Murphy receives 2024 Architectural Education Award from ACSA
2024-02-09 • Sam Fox School
The Association of Collegiate Schools of Architecture (ACSA) has named Assistant Professor Kelley Van Dyck Murphy a recipient of the 2024 Architectural Education Awards, which honor architectural educators in the United States and Canada for exemplary work in areas such as building design, community collaborations, scholarship, and service.
Murphy received the Diversity Achievement Award, which recognizes work in creating effective methods and models to achieve greater diversity — specifically incorporating the participation and contributions of historically under-represented groups or contexts — in curricula, school personnel, and student bodies.

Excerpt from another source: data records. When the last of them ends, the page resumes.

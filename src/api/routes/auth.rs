//! Auth Routes
//!
//! - POST /api/v1/auth/register - Create an account and open a session
//! - POST /api/v1/auth/login - Open a session for existing credentials
//!
//! Both return the token together with the role-appropriate dashboard path
//! the client should navigate to.

use axum::{extract::State, http::StatusCode, Json};
use std::sync::Arc;

use crate::api::dto::{LoginRequest, RegisterRequest, SessionResponse};
use crate::api::error::ApiResult;
use crate::api::state::AppState;
use crate::auth::NewAccount;

/// POST /api/v1/auth/register
pub async fn register(
    State(state): State<Arc<AppState>>,
    Json(req): Json<RegisterRequest>,
) -> ApiResult<(StatusCode, Json<SessionResponse>)> {
    let (user, token) = state
        .auth
        .register(NewAccount {
            email: req.email,
            password: req.password,
            full_name: req.full_name,
            phone: req.phone,
            role: req.role,
            birth_date: req.birth_date,
        })
        .await?;

    let dashboard = user.role.dashboard_path().to_string();
    Ok((
        StatusCode::CREATED,
        Json(SessionResponse {
            token,
            user: user.into(),
            dashboard,
        }),
    ))
}

/// POST /api/v1/auth/login
pub async fn login(
    State(state): State<Arc<AppState>>,
    Json(req): Json<LoginRequest>,
) -> ApiResult<Json<SessionResponse>> {
    let (user, token) = state.auth.login(&req.email, &req.password).await?;

    let dashboard = user.role.dashboard_path().to_string();
    Ok(Json(SessionResponse {
        token,
        user: user.into(),
        dashboard,
    }))
}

The ACSA recognized Murphy for “An Architectural Imaginary of Identity and Exclusion: Drawing Out the Legacies of Japanese American Designers after WWII Incarceration.” The multifaceted project incorporates the research, public discourse, exhibitions, and pedagogical initiatives that explore the legacies of the Japanese American designers, architects, and artists impacted by WWII internment.

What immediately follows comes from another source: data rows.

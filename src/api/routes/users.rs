//! User Routes
//!
//! - GET /api/v1/users/me - The authenticated account

use axum::{extract::State, Json};
use std::sync::Arc;

use crate::api::dto::UserResponse;
use crate::api::error::ApiResult;
use crate::api::state::AppState;
use crate::auth::AuthUser;

/// GET /api/v1/users/me
///
/// Any authenticated role.
pub async fn me(
    State(state): State<Arc<AppState>>,
    auth: AuthUser,
) -> ApiResult<Json<UserResponse>> {
    let user = state.auth.user(auth.id).await?;
    Ok(Json(user.into()))
}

The research launched with Beauty in Enormous Bleakness: The Interned Generation of Japanese American Designers, a collaboration between Murphy, cultural historian Heidi Aronson Kolk — also of WashU’s Sam Fox School — and architectural historian Lynnette Widder. The project seeks to document the lives and works of four Japanese American designers and WashU alumni — Richard Henmi, Gyo Obata, George Matsumoto, and Fred Toguchi — who survived internment, focusing on their vital contributions to the post-war cultural landscape while also acknowledging their lived experiences.

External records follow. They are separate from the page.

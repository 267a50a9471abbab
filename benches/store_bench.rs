//! Benchmarks for the Inmomarket store and search paths
//!
//! Run with: cargo bench

use criterion::{black_box, criterion_group, criterion_main, Criterion, Throughput};
use inmomarket::listings::{ListingService, PropertyFilter, PropertySort};
use inmomarket::store::{Category, Location, MarketStore, Property, PublicationStatus};
use std::sync::Arc;

async fn seeded_store(properties: usize) -> Arc<MarketStore> {
    let store = Arc::new(MarketStore::in_memory());

    let category = store
        .categories()
        .insert(|id| Category {
            id,
            name: "Casa".to_string(),
            description: String::new(),
            active: true,
        })
        .await;
    let location = store
        .locations()
        .insert(|id| Location {
            id,
            city: "Medellín".to_string(),
            city_description: String::new(),
            department: "Antioquia".to_string(),
            department_description: String::new(),
            active: true,
        })
        .await;

    for i in 0..properties {
        store
            .properties()
            .insert(|id| Property {
                id,
                name: format!("Propiedad {}", i),
                description: String::new(),
                rooms: (i % 6) as u8 + 1,
                baths: (i % 3) as u8 + 1,
                price: 100_000_000 + (i as u64 * 1_000_000),
                category_id: category.id,
                location_id: location.id,
                seller_id: (i % 20) as u32 + 1,
                status: PublicationStatus::Published,
                active_since: chrono::Utc::now(),
            })
            .await;
    }

    store
}

fn bench_store(c: &mut Criterion) {
    let rt = tokio::runtime::Runtime::new().unwrap();

    let mut group = c.benchmark_group("store");

    group.bench_function("insert_single", |b| {
        b.iter_custom(|iters| {
            rt.block_on(async {
                let store = seeded_store(0).await;
                let start = std::time::Instant::now();

                for i in 0..iters {
                    store
                        .properties()
                        .insert(|id| Property {
                            id,
                            name: format!("Propiedad {}", i),
                            description: String::new(),
                            rooms: 3,
                            baths: 2,
                            price: 100,
                            category_id: 1,
                            location_id: 1,
                            seller_id: 1,
                            status: PublicationStatus::Published,
                            active_since: chrono::Utc::now(),
                        })
                        .await;
                }

                start.elapsed()
            })
        });
    });

    group.bench_function("get_by_id_10k", |b| {
        b.iter_custom(|iters| {
            rt.block_on(async {
                let store = seeded_store(10_000).await;
                let start = std::time::Instant::now();

                for i in 0..iters {
                    let id = (i % 10_000) as u32 + 1;
                    let _ = store.properties().get(black_box(id)).await.unwrap();
                }

                start.elapsed()
            })
        });
    });

    group.finish();
}

fn bench_search(c: &mut Criterion) {
    let rt = tokio::runtime::Runtime::new().unwrap();

    let mut group = c.benchmark_group("search");

    for size in [100_usize, 1_000, 10_000] {
        group.throughput(Throughput::Elements(size as u64));

        group.bench_function(format!("filter_and_sort_{}", size), |b| {
            b.iter_custom(|iters| {
                rt.block_on(async {
                    let store = seeded_store(size).await;
                    let listings = ListingService::new(store);
                    let filter = PropertyFilter {
                        min_rooms: Some(3),
                        max_price: Some(105_000_000),
                        sort: Some(PropertySort::PriceAsc),
                        ..Default::default()
                    };

                    let start = std::time::Instant::now();

                    for _ in 0..iters {
                        let _ = listings.search(black_box(&filter)).await;
                    }

                    start.elapsed()
                })
            });
        });
    }

    group.finish();
}

criterion_group!(benches, bench_store, bench_search);
criterion_main!(benches);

A subsequent exhibition, co-curated by Murphy and Kolk, placed personal artifacts, archival documents, and storytelling in conversation with architectural sites — evoking concepts of dislocation, erasure, and identity.
In April 2023, the project expanded to encompass a broader range of artists and designers with the symposium Moonscape of the Mind: Japanese American Design after Internment. The cross-disciplinary symposium, funded in part by a faculty research award from the Sam Fox School, brought together scholars from a range of humanities and creative fields to explore the legacies of the Japanese American WWII incarceration through an exploration of the connection between material objects and their creators’ lived experiences.
Concurrent to the symposium and exhibition, Murphy began teaching an ongoing series of case-study courses about the work and lives of post-war Japanese American designers.
The jury for this year’s Diversity Achievement Award included Maged Guerguis of the University of Tennessee, Knoxville; Sharon Haar of the University of Michigan; and Mohamed Ismail of the Massachusetts Institute of Technology.